Which lines in the entries below contain the string "reached"? Show each of them in full.

(Collected data)
____________________

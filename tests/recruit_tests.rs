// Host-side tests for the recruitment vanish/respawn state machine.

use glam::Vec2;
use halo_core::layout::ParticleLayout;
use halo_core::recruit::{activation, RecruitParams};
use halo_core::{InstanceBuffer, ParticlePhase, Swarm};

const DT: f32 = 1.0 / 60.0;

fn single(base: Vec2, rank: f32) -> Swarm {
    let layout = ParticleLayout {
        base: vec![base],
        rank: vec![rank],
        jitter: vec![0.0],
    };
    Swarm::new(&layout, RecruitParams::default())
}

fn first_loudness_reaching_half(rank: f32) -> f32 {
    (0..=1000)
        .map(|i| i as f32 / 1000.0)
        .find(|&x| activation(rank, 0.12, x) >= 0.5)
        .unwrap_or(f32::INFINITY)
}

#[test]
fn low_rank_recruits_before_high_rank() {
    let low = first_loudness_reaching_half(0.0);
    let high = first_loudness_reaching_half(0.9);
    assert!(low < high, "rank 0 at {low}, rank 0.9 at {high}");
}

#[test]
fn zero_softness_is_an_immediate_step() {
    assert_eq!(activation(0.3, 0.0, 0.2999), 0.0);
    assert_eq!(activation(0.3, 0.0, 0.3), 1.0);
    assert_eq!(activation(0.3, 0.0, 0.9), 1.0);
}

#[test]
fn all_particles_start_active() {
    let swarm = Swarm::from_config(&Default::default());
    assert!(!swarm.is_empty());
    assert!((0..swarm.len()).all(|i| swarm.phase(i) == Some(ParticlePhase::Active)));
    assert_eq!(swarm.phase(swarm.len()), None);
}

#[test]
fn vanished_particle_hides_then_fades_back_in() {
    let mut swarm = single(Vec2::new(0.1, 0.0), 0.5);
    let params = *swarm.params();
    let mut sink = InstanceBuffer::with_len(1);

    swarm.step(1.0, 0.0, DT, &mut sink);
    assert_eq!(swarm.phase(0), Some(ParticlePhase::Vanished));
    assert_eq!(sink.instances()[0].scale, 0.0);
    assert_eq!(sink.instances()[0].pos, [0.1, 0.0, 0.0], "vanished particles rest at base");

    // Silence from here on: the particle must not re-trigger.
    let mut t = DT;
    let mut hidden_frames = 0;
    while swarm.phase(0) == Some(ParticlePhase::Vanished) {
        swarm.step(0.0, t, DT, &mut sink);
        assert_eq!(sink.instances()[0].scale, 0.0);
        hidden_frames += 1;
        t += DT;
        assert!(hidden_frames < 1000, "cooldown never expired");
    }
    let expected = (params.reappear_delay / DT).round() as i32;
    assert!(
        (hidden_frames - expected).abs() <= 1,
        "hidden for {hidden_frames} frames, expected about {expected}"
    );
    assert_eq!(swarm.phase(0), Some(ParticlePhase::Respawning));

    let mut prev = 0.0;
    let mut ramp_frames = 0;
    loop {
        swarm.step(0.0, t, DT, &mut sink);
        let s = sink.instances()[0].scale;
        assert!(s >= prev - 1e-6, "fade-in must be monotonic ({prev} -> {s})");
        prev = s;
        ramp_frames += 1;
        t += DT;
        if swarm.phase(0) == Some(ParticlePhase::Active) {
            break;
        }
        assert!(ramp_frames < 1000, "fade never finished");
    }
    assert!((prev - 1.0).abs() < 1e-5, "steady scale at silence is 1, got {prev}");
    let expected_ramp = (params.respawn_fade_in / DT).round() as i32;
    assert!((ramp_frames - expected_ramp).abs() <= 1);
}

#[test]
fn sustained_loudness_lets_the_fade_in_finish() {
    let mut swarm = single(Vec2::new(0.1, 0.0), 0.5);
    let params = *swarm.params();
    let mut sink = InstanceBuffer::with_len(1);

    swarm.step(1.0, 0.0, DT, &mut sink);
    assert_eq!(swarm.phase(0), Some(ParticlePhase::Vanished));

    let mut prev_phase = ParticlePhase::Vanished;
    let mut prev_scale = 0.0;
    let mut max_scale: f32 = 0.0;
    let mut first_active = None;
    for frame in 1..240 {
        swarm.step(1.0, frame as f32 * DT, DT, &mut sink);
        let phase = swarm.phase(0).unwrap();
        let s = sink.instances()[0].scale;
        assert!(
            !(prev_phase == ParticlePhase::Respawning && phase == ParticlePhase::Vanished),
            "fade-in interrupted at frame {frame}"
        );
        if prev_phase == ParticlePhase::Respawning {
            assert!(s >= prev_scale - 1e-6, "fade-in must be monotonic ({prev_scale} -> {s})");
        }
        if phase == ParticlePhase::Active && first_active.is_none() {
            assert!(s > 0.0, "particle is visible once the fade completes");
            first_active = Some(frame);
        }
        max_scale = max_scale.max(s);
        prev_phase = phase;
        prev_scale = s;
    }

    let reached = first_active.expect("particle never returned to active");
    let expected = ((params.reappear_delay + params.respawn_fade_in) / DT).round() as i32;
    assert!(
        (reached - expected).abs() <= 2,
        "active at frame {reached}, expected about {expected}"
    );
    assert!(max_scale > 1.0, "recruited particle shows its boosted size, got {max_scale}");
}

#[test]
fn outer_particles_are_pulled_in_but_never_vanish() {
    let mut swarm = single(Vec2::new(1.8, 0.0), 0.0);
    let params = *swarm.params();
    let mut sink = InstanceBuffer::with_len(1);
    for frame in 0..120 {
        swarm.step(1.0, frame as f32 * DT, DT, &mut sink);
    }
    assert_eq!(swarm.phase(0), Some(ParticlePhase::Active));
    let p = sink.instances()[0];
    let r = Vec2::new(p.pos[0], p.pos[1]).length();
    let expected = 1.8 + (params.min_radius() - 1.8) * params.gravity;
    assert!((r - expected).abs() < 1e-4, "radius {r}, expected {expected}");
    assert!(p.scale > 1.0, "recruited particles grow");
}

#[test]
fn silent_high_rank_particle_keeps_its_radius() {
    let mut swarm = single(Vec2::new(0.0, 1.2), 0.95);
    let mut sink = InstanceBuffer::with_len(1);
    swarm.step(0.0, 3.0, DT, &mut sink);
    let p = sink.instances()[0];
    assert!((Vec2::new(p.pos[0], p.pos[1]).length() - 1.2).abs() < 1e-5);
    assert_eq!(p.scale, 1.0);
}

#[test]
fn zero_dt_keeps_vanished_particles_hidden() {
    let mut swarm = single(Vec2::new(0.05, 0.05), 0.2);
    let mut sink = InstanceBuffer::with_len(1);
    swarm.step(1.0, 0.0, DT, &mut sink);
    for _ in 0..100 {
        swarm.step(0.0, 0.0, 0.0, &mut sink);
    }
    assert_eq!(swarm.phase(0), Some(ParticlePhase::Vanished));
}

____________________

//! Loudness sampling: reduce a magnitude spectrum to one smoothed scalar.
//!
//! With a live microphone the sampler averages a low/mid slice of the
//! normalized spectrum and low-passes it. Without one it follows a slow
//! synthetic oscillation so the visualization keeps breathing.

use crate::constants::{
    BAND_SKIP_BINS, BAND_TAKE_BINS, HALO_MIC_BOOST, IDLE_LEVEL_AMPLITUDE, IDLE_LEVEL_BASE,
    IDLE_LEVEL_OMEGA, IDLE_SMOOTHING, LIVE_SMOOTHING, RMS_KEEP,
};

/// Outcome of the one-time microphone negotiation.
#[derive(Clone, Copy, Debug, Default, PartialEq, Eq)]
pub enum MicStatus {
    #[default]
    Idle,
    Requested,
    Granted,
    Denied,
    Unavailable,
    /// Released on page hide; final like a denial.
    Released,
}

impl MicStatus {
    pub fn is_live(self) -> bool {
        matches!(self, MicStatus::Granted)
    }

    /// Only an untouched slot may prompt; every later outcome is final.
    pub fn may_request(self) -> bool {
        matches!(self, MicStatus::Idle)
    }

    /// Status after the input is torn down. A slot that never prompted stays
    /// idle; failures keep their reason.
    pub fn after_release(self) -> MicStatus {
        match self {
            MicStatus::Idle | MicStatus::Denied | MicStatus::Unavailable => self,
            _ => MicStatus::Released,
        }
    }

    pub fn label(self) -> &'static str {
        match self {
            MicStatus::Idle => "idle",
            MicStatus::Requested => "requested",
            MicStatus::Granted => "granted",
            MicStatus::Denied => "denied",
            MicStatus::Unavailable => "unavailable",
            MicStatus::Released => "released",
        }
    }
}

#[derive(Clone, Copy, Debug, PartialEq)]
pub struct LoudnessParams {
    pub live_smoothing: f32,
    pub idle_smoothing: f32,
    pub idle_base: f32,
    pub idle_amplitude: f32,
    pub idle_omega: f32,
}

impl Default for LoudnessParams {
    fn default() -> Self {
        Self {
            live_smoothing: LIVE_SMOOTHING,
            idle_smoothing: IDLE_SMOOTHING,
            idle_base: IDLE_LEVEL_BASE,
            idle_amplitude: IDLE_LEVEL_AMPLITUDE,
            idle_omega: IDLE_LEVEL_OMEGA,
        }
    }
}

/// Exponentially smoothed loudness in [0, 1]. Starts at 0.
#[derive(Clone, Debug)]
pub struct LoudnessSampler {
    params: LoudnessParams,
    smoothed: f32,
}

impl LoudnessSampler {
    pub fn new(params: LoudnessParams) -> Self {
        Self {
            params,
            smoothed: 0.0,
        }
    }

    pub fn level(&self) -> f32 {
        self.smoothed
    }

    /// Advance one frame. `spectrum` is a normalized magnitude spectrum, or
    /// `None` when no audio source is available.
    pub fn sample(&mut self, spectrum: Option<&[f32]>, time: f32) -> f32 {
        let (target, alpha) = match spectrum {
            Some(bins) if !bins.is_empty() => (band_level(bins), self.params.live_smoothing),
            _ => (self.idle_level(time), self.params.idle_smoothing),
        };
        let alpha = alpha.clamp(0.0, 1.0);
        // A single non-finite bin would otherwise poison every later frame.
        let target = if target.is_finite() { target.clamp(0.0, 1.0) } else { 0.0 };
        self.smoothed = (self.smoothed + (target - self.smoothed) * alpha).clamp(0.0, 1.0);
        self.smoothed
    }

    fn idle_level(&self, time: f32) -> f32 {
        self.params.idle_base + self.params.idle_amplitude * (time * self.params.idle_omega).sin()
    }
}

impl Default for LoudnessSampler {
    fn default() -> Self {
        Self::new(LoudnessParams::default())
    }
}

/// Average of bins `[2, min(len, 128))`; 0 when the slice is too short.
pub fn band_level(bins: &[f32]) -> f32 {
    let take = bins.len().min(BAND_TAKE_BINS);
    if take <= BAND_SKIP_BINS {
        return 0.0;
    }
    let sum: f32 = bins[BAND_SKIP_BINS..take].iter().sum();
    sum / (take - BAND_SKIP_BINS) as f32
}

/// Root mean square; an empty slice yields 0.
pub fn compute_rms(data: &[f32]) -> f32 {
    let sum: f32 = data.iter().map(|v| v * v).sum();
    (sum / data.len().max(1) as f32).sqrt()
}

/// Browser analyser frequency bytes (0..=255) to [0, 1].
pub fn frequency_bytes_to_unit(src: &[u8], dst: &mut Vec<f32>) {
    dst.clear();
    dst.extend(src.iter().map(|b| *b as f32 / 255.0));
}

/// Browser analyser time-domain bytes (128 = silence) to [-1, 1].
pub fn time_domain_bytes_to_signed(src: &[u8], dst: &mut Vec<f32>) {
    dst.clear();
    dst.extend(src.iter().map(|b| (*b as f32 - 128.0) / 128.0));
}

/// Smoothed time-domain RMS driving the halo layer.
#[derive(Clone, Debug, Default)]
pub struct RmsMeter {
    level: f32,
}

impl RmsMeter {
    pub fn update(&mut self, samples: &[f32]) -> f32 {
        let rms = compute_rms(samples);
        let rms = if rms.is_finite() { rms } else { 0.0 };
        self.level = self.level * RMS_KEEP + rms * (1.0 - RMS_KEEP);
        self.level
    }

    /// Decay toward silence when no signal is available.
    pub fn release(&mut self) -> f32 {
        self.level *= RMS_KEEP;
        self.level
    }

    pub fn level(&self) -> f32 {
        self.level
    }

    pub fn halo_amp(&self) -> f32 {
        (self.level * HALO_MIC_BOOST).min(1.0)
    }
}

____________________

_COMPLETED EXERCISE_
    let reached = first_active.expect("particle never returned to active");
        (reached - expected).abs() <= 2,
        "active at frame {reached}, expected about {expected}"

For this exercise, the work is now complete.